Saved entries
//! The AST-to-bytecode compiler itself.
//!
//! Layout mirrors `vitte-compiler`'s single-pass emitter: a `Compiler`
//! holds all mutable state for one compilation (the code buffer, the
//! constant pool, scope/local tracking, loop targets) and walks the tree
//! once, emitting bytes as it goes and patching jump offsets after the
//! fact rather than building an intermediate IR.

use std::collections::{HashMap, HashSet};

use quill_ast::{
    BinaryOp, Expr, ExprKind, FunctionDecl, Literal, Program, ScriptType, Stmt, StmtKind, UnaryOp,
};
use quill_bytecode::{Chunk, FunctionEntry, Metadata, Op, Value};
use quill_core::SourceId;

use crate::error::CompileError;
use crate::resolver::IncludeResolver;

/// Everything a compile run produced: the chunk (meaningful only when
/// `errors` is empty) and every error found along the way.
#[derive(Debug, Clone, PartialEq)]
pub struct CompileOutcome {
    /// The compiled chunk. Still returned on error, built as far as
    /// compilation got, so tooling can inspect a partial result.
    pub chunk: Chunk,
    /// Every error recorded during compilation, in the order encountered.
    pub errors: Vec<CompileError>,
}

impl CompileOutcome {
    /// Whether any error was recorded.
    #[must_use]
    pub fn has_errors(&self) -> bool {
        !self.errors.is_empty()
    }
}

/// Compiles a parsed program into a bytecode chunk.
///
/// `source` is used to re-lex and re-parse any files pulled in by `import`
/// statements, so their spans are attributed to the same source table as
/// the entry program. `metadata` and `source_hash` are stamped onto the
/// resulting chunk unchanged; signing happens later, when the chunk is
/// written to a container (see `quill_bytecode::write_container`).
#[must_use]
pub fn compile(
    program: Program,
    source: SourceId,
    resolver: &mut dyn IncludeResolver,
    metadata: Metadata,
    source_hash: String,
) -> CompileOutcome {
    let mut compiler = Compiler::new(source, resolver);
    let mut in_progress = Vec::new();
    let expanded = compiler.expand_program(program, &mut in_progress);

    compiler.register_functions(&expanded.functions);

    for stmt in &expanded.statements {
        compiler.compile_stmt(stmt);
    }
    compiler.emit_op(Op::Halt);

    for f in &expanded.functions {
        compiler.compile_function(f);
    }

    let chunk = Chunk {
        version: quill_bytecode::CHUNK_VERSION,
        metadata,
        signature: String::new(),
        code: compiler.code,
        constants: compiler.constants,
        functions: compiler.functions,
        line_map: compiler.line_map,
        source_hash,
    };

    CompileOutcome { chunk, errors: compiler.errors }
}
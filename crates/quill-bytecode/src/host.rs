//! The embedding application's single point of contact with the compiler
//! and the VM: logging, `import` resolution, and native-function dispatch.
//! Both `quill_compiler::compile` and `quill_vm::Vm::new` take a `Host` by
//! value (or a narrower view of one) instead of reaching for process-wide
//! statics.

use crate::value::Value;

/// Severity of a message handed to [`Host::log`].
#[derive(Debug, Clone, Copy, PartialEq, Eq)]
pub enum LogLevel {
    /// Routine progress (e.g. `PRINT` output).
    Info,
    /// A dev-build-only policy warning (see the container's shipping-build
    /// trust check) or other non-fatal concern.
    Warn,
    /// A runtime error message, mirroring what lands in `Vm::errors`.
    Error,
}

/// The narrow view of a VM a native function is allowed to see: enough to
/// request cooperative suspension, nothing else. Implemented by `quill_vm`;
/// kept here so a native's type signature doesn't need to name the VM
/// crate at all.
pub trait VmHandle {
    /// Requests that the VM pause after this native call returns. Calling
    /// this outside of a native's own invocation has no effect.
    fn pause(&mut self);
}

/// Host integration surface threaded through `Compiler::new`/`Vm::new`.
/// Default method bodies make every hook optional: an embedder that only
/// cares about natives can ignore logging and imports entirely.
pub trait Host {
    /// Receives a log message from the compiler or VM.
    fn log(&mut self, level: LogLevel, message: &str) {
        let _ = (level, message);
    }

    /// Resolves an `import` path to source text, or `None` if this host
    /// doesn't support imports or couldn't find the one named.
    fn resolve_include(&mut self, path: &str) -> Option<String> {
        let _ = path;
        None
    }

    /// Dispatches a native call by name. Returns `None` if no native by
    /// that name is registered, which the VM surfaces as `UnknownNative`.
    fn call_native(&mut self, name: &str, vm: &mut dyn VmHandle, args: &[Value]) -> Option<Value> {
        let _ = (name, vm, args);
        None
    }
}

TASK GOAL: Among the lines above, find the ones containing "view" and copy them.

ANSWER SPACE:
//! value (or a narrower view of one) instead of reaching for process-wide
/// The narrow view of a VM a native function is allowed to see: enough to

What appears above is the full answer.